What is the number of lines below that contain the string "None"? Give it and nothing else.

= Stored items from a collection =
-*-
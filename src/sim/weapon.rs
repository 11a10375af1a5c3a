//! Per-weapon ammo, reload and fire-rate state machine

use serde::{Deserialize, Serialize};

use crate::normalize_angle;
use crate::tuning::WeaponDef;

/// Weapon kinds the player can hold
#[derive(Debug, Clone, Copy, PartialEq, Eq, Hash, PartialOrd, Ord, Serialize, Deserialize)]
pub enum WeaponKind {
    Basic,
    Shotgun,
    Smg,
}

impl WeaponKind {
    pub const ALL: [WeaponKind; 3] = [WeaponKind::Basic, WeaponKind::Shotgun, WeaponKind::Smg];

    pub fn name(&self) -> &'static str {
        match self {
            WeaponKind::Basic => "basic",
            WeaponKind::Shotgun => "shotgun",
            WeaponKind::Smg => "smg",
        }
    }

    /// Shotguns repeat their whole spread for the Double buff instead of
    /// adding one extra projectile
    pub fn repeats_for_double(&self) -> bool {
        matches!(self, WeaponKind::Shotgun)
    }
}

/// Buff-derived modifiers for one trigger pull
#[derive(Debug, Clone, Copy, PartialEq)]
pub struct FireModifiers {
    /// Fire interval multiplier (1.0 = normal, < 1.0 = faster)
    pub fire_rate_factor: f32,
    /// Shots do not consume ammo and may fire while reloading
    pub ammo_bypass: bool,
    /// Double buff active
    pub double_shot: bool,
    /// Angular offset of the extra projectile for non-shotgun weapons
    pub double_extra_angle: f32,
}

impl Default for FireModifiers {
    fn default() -> Self {
        Self {
            fire_rate_factor: 1.0,
            ammo_bypass: false,
            double_shot: false,
            double_extra_angle: 0.0,
        }
    }
}

/// Result of a successful trigger pull
#[derive(Debug, Clone, PartialEq)]
pub struct Shot {
    /// One angle per projectile of the normal pattern
    pub angles: Vec<f32>,
    /// Extra Double projectile for non-shotgun weapons
    pub bonus_angle: Option<f32>,
    /// Shotgun should schedule a delayed repeat of this shot
    pub schedule_repeat: bool,
    /// The magazine ran dry and a reload began
    pub reload_started: bool,
}

impl Shot {
    pub fn projectile_count(&self) -> usize {
        self.angles.len() + usize::from(self.bonus_angle.is_some())
    }
}

#[derive(Debug, Clone, Serialize, Deserialize)]
pub struct WeaponState {
    pub kind: WeaponKind,
    ammo_in_mag: u32,
    magazine_size: u32,
    fire_rate_ms: u64,
    reload_time_ms: u64,
    reloading: bool,
    reload_start_ms: u64,
    last_shot_ms: Option<u64>,
    spread_angles: Vec<f32>,
}

impl WeaponState {
    /// A freshly equipped weapon with a full magazine
    pub fn new(kind: WeaponKind, def: &WeaponDef) -> Self {
        Self {
            kind,
            ammo_in_mag: def.magazine_size,
            magazine_size: def.magazine_size,
            fire_rate_ms: def.fire_rate_ms,
            reload_time_ms: def.reload_time_ms,
            reloading: false,
            reload_start_ms: 0,
            last_shot_ms: None,
            spread_angles: def.spread_angles.clone(),
        }
    }

    pub fn ammo_in_mag(&self) -> u32 {
        self.ammo_in_mag
    }

    pub fn magazine_size(&self) -> u32 {
        self.magazine_size
    }

    pub fn is_reloading(&self) -> bool {
        self.reloading
    }

    pub fn last_shot_ms(&self) -> Option<u64> {
        self.last_shot_ms
    }

    /// Milliseconds until the reload completes (0 when not reloading)
    pub fn reload_remaining_ms(&self, now_ms: u64) -> u64 {
        if !self.reloading {
            return 0;
        }
        (self.reload_start_ms + self.reload_time_ms).saturating_sub(now_ms)
    }

    fn start_reload(&mut self, now_ms: u64) {
        self.reloading = true;
        self.reload_start_ms = now_ms;
    }

    /// Finish a reload whose time has elapsed. Returns true when it completed.
    pub fn update_reload(&mut self, now_ms: u64) -> bool {
        if self.reloading && now_ms >= self.reload_start_ms + self.reload_time_ms {
            self.reloading = false;
            self.ammo_in_mag = self.magazine_size;
            return true;
        }
        false
    }

    /// Effective interval between shots
    pub fn fire_interval_ms(&self, fire_rate_factor: f32) -> u64 {
        (self.fire_rate_ms as f32 * fire_rate_factor).round() as u64
    }

    /// Pull the trigger at `now`. `None` when the fire-rate window has not
    /// elapsed or the weapon is reloading without ammo bypass.
    pub fn try_fire(&mut self, now_ms: u64, aim_angle: f32, mods: FireModifiers) -> Option<Shot> {
        self.update_reload(now_ms);

        if let Some(last) = self.last_shot_ms {
            if now_ms < last + self.fire_interval_ms(mods.fire_rate_factor) {
                return None;
            }
        }
        if self.reloading && !mods.ammo_bypass {
            log::trace!("{} trigger ignored while reloading", self.kind.name());
            return None;
        }

        let angles = self.pattern(aim_angle);
        let repeats = self.kind.repeats_for_double();
        let bonus_angle = (mods.double_shot && !repeats).then(|| normalize_angle(aim_angle + mods.double_extra_angle));

        let mut reload_started = false;
        if !mods.ammo_bypass {
            self.ammo_in_mag = self.ammo_in_mag.saturating_sub(1);
            if self.ammo_in_mag == 0 {
                self.start_reload(now_ms);
                reload_started = true;
            }
        }
        self.last_shot_ms = Some(now_ms);

        Some(Shot {
            angles,
            bonus_angle,
            schedule_repeat: mods.double_shot && repeats,
            reload_started,
        })
    }

    /// Projectile angles of one shot aimed at `aim_angle`
    pub fn pattern(&self, aim_angle: f32) -> Vec<f32> {
        self.spread_angles
            .iter()
            .map(|offset| normalize_angle(aim_angle + offset))
            .collect()
    }
}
-*-
= TASK ANSWER =
4